WHAT YOU WILL DO: Range to output from the entries below: the line containing "pub fn permits_transition_to(self, to: SessionState)" through the line containing "Initial | ClientHandshakeRequestReady". Set it down exactly, ends included, nothing else.

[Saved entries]
----------------
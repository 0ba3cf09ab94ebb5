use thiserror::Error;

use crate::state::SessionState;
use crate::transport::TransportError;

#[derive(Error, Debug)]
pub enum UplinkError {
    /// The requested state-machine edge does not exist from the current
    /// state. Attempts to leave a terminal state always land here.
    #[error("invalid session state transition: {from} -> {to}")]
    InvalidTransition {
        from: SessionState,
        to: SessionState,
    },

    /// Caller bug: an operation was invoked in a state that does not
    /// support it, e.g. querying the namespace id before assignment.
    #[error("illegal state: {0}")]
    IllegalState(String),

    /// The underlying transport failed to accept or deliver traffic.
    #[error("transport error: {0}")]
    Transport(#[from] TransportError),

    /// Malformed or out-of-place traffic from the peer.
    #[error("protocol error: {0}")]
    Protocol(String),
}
----------------
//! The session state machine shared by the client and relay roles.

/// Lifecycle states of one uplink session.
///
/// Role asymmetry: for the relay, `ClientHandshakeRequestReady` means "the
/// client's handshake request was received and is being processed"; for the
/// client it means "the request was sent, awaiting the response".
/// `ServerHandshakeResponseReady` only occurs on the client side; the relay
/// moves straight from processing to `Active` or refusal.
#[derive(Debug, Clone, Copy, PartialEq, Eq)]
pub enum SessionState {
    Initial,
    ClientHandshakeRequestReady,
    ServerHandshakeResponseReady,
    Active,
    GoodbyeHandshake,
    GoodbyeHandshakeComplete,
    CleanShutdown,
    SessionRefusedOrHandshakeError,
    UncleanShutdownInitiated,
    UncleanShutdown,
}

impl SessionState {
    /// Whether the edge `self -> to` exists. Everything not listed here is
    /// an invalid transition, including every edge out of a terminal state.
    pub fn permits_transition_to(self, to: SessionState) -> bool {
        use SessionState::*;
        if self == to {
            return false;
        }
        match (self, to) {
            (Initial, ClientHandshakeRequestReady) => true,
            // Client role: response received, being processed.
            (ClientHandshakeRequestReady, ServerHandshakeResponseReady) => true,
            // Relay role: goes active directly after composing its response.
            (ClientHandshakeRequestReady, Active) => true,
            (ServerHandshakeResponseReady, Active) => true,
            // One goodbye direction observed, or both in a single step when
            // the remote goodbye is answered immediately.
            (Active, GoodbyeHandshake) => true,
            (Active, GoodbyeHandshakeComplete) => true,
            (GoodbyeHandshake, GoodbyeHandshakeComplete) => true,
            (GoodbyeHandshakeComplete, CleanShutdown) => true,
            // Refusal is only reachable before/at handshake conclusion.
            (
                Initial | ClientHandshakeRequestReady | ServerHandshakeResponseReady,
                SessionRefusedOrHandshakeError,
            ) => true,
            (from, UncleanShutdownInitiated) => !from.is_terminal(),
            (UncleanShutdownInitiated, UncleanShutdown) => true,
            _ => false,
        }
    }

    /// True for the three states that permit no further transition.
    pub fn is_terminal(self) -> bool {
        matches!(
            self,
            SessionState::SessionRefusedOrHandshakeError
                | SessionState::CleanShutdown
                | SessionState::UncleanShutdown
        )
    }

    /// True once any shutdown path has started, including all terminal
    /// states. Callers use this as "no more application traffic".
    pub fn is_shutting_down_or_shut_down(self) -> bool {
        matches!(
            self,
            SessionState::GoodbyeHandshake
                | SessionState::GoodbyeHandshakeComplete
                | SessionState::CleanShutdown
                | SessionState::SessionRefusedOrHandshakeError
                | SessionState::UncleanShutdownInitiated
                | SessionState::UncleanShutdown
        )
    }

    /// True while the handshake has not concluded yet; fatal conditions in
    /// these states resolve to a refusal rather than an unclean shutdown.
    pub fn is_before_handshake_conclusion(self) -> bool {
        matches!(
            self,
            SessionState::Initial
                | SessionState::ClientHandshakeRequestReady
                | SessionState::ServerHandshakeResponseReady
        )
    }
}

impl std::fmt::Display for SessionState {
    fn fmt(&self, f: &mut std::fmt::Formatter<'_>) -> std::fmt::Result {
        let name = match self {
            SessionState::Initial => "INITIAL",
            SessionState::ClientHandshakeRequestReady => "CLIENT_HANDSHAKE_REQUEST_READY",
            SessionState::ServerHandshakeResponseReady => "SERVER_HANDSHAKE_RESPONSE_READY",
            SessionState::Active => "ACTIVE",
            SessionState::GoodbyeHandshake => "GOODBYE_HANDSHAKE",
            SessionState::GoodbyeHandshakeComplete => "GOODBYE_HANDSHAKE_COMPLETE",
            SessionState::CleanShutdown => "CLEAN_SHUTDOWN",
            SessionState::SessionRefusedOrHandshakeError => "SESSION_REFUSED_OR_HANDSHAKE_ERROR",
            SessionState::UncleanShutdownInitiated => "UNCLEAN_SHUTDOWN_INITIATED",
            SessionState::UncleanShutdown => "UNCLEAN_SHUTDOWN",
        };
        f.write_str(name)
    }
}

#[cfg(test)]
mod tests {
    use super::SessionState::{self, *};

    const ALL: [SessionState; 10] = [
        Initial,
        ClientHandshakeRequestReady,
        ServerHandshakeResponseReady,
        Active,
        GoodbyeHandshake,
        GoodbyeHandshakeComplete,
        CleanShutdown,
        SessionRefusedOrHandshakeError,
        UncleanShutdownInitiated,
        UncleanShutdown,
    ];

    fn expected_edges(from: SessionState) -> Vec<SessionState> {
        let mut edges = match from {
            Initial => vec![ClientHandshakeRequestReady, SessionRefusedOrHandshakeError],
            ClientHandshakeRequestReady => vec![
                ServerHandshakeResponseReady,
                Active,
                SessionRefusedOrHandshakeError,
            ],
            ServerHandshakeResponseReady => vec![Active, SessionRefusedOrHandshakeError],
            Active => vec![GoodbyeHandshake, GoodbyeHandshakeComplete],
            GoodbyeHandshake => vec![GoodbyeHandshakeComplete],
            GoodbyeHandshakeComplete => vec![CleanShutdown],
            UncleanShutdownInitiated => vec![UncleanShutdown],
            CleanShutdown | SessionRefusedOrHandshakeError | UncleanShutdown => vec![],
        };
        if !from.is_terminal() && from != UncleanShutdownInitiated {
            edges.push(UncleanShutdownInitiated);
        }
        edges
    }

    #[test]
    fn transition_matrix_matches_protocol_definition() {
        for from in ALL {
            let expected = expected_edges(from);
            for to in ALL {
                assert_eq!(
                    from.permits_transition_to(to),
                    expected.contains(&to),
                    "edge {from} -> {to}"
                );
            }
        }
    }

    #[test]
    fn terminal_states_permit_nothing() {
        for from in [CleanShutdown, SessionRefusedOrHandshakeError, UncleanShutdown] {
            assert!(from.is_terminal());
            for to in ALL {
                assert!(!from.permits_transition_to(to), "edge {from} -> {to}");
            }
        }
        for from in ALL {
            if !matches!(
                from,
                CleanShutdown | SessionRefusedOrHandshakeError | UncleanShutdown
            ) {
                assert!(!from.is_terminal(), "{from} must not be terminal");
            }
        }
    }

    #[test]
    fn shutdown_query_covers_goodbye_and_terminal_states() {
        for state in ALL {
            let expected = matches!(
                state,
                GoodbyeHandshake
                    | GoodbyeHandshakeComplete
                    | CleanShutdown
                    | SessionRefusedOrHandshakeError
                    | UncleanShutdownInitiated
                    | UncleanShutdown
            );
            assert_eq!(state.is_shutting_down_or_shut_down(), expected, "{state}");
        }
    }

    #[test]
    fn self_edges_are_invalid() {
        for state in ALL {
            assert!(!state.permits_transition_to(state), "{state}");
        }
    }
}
----------------
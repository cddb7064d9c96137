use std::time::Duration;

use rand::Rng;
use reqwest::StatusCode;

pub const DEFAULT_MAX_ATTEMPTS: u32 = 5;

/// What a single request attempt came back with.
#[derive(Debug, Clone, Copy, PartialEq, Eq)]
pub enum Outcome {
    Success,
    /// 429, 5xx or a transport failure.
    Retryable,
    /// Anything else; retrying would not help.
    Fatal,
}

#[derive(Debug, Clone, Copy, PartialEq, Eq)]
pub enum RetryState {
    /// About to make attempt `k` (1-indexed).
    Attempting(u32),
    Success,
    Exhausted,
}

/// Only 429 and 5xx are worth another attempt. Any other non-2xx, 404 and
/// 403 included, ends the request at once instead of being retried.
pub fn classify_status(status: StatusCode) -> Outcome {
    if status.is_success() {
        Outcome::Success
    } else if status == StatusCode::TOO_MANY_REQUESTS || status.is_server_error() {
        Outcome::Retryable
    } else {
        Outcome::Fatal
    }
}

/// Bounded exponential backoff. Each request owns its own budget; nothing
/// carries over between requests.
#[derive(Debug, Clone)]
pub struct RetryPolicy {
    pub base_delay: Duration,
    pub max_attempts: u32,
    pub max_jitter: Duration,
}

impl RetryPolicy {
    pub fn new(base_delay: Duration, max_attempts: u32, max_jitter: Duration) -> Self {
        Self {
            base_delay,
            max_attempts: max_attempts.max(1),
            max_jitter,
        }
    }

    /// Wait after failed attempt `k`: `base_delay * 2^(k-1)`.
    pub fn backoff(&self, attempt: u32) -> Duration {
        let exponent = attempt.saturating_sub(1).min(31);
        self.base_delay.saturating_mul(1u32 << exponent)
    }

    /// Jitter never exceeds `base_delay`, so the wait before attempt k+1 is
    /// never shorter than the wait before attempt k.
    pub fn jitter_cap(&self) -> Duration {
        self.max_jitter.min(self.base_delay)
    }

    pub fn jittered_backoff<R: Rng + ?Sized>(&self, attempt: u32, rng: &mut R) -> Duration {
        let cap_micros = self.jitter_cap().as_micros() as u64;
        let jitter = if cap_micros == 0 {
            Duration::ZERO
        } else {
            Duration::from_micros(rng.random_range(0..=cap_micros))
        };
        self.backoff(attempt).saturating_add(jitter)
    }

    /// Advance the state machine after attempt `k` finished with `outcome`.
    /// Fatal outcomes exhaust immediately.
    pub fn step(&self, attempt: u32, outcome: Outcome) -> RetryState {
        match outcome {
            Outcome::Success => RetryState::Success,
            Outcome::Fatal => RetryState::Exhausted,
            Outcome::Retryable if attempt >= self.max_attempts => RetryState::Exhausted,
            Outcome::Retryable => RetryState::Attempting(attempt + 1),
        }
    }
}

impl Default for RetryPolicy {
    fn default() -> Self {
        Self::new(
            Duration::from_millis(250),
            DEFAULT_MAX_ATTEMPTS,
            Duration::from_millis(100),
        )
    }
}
----------------
EXERCISE OUTPUT:
    pub fn permits_transition_to(self, to: SessionState) -> bool {
        use SessionState::*;
        if self == to {
            return false;
        }
        match (self, to) {
            (Initial, ClientHandshakeRequestReady) => true,
            // Client role: response received, being processed.
            (ClientHandshakeRequestReady, ServerHandshakeResponseReady) => true,
            // Relay role: goes active directly after composing its response.
            (ClientHandshakeRequestReady, Active) => true,
            (ServerHandshakeResponseReady, Active) => true,
            // One goodbye direction observed, or both in a single step when
            // the remote goodbye is answered immediately.
            (Active, GoodbyeHandshake) => true,
            (Active, GoodbyeHandshakeComplete) => true,
            (GoodbyeHandshake, GoodbyeHandshakeComplete) => true,
            (GoodbyeHandshakeComplete, CleanShutdown) => true,
            // Refusal is only reachable before/at handshake conclusion.
            (
                Initial | ClientHandshakeRequestReady | ServerHandshakeResponseReady,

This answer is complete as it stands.